We submit Utopia benchmarking data in `utopia` folder, and the generation results from LMs in `lm_output` (only including GPT-3 Ada, Babbage, Davinci's results on Motion scene, because of size limits).

The `utopia` includes the benchmarking version of Utopia dataset (100 samples for each of 39 tasks). Besides vanilla and Mind's Eye evaluation data in zero- and few-shot settings, we also prepare ready-to-use evaluation data for other competitor methods (e.g., Chain-of-Though, Zero-shot Reasoners) as well as the data we use for ablation study (missing the final shot, described in Section 4.3, "Can few-shot replace simulation?"). The files are in tsv format, and each file only has two columns: question, and ground-truth answer.

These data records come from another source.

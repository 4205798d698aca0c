//! `@import`, `@use` and `@forward` rules in CSS, Sass and Less.

use std::path::{Path, PathBuf};

use filescope_core::UnresolvedReason;
use filescope_core::path::{is_within, normalize, normalize_separators};
use regex::Regex;

use super::resolve::{ExtractContext, first_existing, parent_dir, with_suffixes};
use super::{RawReference, Resolution, capture_line};

const EXTERNAL_PREFIXES: &[&str] = &["http://", "https://", "//", "sass:", "~"];

#[derive(Debug)]
pub(super) struct Patterns {
    /// Quoted specifier, optionally wrapped in `url(…)`.
    quoted: Regex,
    /// `@import url(path)` without quotes.
    bare_url: Regex,
}

impl Patterns {
    pub(super) fn compile() -> Result<Self, regex::Error> {
        Ok(Self {
            quoted: Regex::new(
                r#"@(?:import|use|forward)\s+(?:url\(\s*)?['"]([^'"\n]+)['"]"#,
            )?,
            bare_url: Regex::new(r#"@import\s+url\(\s*([^'"\s)]+)\s*\)"#)?,
        })
    }

    pub(super) fn extract(
        &self,
        file: &Path,
        source: &str,
        ctx: &ExtractContext<'_>,
    ) -> Vec<RawReference> {
        let extensions = family_extensions(file);
        [&self.quoted, &self.bare_url]
            .into_iter()
            .flat_map(|re| re.captures_iter(source))
            .map(|caps| {
                let specifier = &caps[1];
                RawReference::new(
                    specifier,
                    capture_line(source, &caps, 1),
                    resolve(file, specifier, extensions, ctx),
                )
            })
            .collect()
    }
}

/// Extensions a stylesheet of this kind may import without naming them.
fn family_extensions(file: &Path) -> &'static [&'static str] {
    match file.extension().and_then(|e| e.to_str()) {
        Some("scss") => &[".scss", ".sass", ".css"],
        Some("sass") => &[".sass", ".scss", ".css"],
        Some("less") => &[".less", ".css"],
        _ => &[".css"],
    }
}

fn resolve(
    file: &Path,
    specifier: &str,
    extensions: &[&str],
    ctx: &ExtractContext<'_>,
) -> Resolution {
    if EXTERNAL_PREFIXES.iter().any(|p| specifier.starts_with(p)) {
        return Resolution::Unresolved(UnresolvedReason::External);
    }
    let spec = normalize_separators(specifier);
    let target = match spec.strip_prefix('/') {
        Some(rooted) => normalize(rooted, ctx.project_root),
        None => normalize(&spec, parent_dir(file)),
    };
    if !is_within(&target, ctx.root) {
        return Resolution::Unresolved(UnresolvedReason::OutsideRoot);
    }
    first_existing(candidates(&target, extensions), ctx)
}

fn candidates(target: &Path, extensions: &[&str]) -> Vec<PathBuf> {
    let mut out = vec![target.to_path_buf()];
    out.extend(with_suffixes(target, extensions));

    // Sass partials: `@use 'vars'` loads `_vars.scss`.
    if let (Some(dir), Some(name)) = (target.parent(), target.file_name()) {
        let partial = dir.join(format!("_{}", name.to_string_lossy()));
        out.push(partial.clone());
        out.extend(with_suffixes(&partial, extensions));
    }

    out.extend(with_suffixes(&target.join("_index"), extensions));
    out.extend(with_suffixes(&target.join("index"), extensions));
    out
}
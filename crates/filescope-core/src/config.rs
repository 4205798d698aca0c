//! Scan, watch and tree configuration types.

use std::path::PathBuf;

use chrono::{DateTime, Utc};
use derive_builder::Builder;
use serde::{Deserialize, Serialize};

/// Default cap on the size of a file whose dependencies are extracted.
pub const DEFAULT_MAX_FILE_SIZE: u64 = 1024 * 1024;

/// Configuration for scanning operations.
#[derive(Debug, Clone, Builder, Serialize, Deserialize)]
#[builder(setter(into), build_fn(validate = "Self::validate"))]
pub struct ScanConfig {
    /// Root path to scan.
    pub root: PathBuf,

    /// Root used for root-relative imports (defaults to `root`).
    #[builder(default)]
    #[serde(default)]
    pub project_root: Option<PathBuf>,

    /// Follow symbolic links.
    #[builder(default = "false")]
    #[serde(default)]
    pub follow_symlinks: bool,

    /// Maximum depth to traverse (None = unlimited).
    #[builder(default)]
    #[serde(default)]
    pub max_depth: Option<u32>,

    /// Glob patterns to exclude.
    #[builder(default)]
    #[serde(default)]
    pub exclude_patterns: Vec<String>,

    /// Number of threads for scanning (0 = auto-detect).
    #[builder(default = "0")]
    #[serde(default)]
    pub threads: usize,

    /// Include hidden files (starting with .).
    #[builder(default = "true")]
    #[serde(default = "default_true")]
    pub include_hidden: bool,

    /// Files larger than this are kept in the tree without extraction.
    #[builder(default = "DEFAULT_MAX_FILE_SIZE")]
    #[serde(default = "default_max_file_size")]
    pub max_file_size: u64,
}

fn default_true() -> bool {
    true
}

fn default_max_file_size() -> u64 {
    DEFAULT_MAX_FILE_SIZE
}

impl ScanConfigBuilder {
    fn validate(&self) -> Result<(), String> {
        if let Some(ref root) = self.root {
            if root.as_os_str().is_empty() {
                return Err("Root path cannot be empty".to_string());
            }
        } else {
            return Err("Root path is required".to_string());
        }
        Ok(())
    }
}

impl ScanConfig {
    /// Create a new scan config builder.
    pub fn builder() -> ScanConfigBuilder {
        ScanConfigBuilder::default()
    }

    /// Create a simple config for scanning a path.
    pub fn new(root: impl Into<PathBuf>) -> Self {
        Self {
            root: root.into(),
            project_root: None,
            follow_symlinks: false,
            max_depth: None,
            exclude_patterns: Vec::new(),
            threads: 0,
            include_hidden: true,
            max_file_size: DEFAULT_MAX_FILE_SIZE,
        }
    }
}

impl Default for ScanConfig {
    fn default() -> Self {
        Self::new(".")
    }
}

/// File watching settings, persisted as `fileWatching`.
#[derive(Debug, Clone, PartialEq, Eq, Builder, Serialize, Deserialize)]
#[builder(setter(into), build_fn(validate = "Self::validate"))]
#[serde(rename_all = "camelCase")]
pub struct WatchConfig {
    /// Whether the watcher should run for this tree.
    #[builder(default = "false")]
    #[serde(default)]
    pub enabled: bool,

    /// Quiet period before a burst of events on one path fires.
    #[builder(default = "300")]
    #[serde(default = "default_debounce_ms")]
    pub debounce_ms: u64,

    /// Skip any path with a dot-prefixed component.
    #[builder(default = "true")]
    #[serde(default = "default_true")]
    pub ignore_dot_files: bool,

    /// Rebuild the whole tree when the event stream reports lost events.
    #[builder(default = "true")]
    #[serde(default = "default_true")]
    pub auto_rebuild_tree: bool,

    /// Upper bound on the number of directories registered with the OS.
    #[builder(default = "1000")]
    #[serde(default = "default_max_watched_directories")]
    pub max_watched_directories: usize,

    /// React to created files.
    #[builder(default = "true")]
    #[serde(default = "default_true")]
    pub watch_for_new_files: bool,

    /// React to deleted files.
    #[builder(default = "true")]
    #[serde(default = "default_true")]
    pub watch_for_deleted: bool,

    /// React to modified files.
    #[builder(default = "true")]
    #[serde(default = "default_true")]
    pub watch_for_changed: bool,
}

fn default_debounce_ms() -> u64 {
    300
}

fn default_max_watched_directories() -> usize {
    1000
}

impl WatchConfigBuilder {
    fn validate(&self) -> Result<(), String> {
        if self.debounce_ms == Some(0) {
            return Err("debounce_ms must be greater than zero".to_string());
        }
        if self.max_watched_directories == Some(0) {
            return Err("max_watched_directories must be greater than zero".to_string());
        }
        Ok(())
    }
}

impl WatchConfig {
    /// Create a new watch config builder.
    pub fn builder() -> WatchConfigBuilder {
        WatchConfigBuilder::default()
    }
}

impl Default for WatchConfig {
    fn default() -> Self {
        Self {
            enabled: false,
            debounce_ms: default_debounce_ms(),
            ignore_dot_files: true,
            auto_rebuild_tree: true,
            max_watched_directories: default_max_watched_directories(),
            watch_for_new_files: true,
            watch_for_deleted: true,
            watch_for_changed: true,
        }
    }
}

/// Configuration persisted alongside a tree.
#[derive(Debug, Clone, PartialEq, Serialize, Deserialize)]
#[serde(rename_all = "camelCase")]
pub struct TreeConfig {
    /// Name of the persisted document inside the store directory.
    pub filename: String,
    /// Directory the tree covers; equals the root node's path.
    pub base_directory: PathBuf,
    /// Project root used for root-relative imports.
    pub project_root: PathBuf,
    /// When the tree was last written.
    pub last_updated: DateTime<Utc>,
    /// Standing exclusion list applied to scans and mutations.
    #[serde(default)]
    pub exclude_patterns: Vec<String>,
    /// File watching settings.
    #[serde(default)]
    pub file_watching: WatchConfig,
    /// Whether scans and additions keep dot-prefixed entries.
    #[serde(default = "default_true")]
    pub include_hidden: bool,
    /// Deepest directory level a scan descends to.
    #[serde(default, skip_serializing_if = "Option::is_none")]
    pub max_depth: Option<u32>,
}

impl TreeConfig {
    /// Create a config for a tree rooted at `base_directory`.
    pub fn new(filename: impl Into<String>, base_directory: impl Into<PathBuf>) -> Self {
        let base_directory = base_directory.into();
        Self {
            filename: filename.into(),
            project_root: base_directory.clone(),
            base_directory,
            last_updated: Utc::now(),
            exclude_patterns: Vec::new(),
            file_watching: WatchConfig::default(),
            include_hidden: true,
            max_depth: None,
        }
    }

    /// Scan configuration matching this tree.
    pub fn scan_config(&self) -> ScanConfig {
        let mut config = ScanConfig::new(&self.base_directory);
        config.project_root = Some(self.project_root.clone());
        config.exclude_patterns = self.exclude_patterns.clone();
        config.include_hidden = self.include_hidden;
        config.max_depth = self.max_depth;
        config
    }
}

Note that we deliberately use '\\n' to replace '\n' in the data to avoid unexpected encoding errors, which means you have to reverse this procedure when you read the data from tsv files (changing '\\n' back to '\n').

The `lm_output` folder has three sub-folders stores results from GPT-3 Ada, Babbage, and Davinci. Each tsv file has recorded the question, ground-truth answer, model's raw answer, the parsed answer by our programs, and other useful information (please read the column names for better understanding).

Enjoy your new journey at Utopia, with the help of Mind's Eye!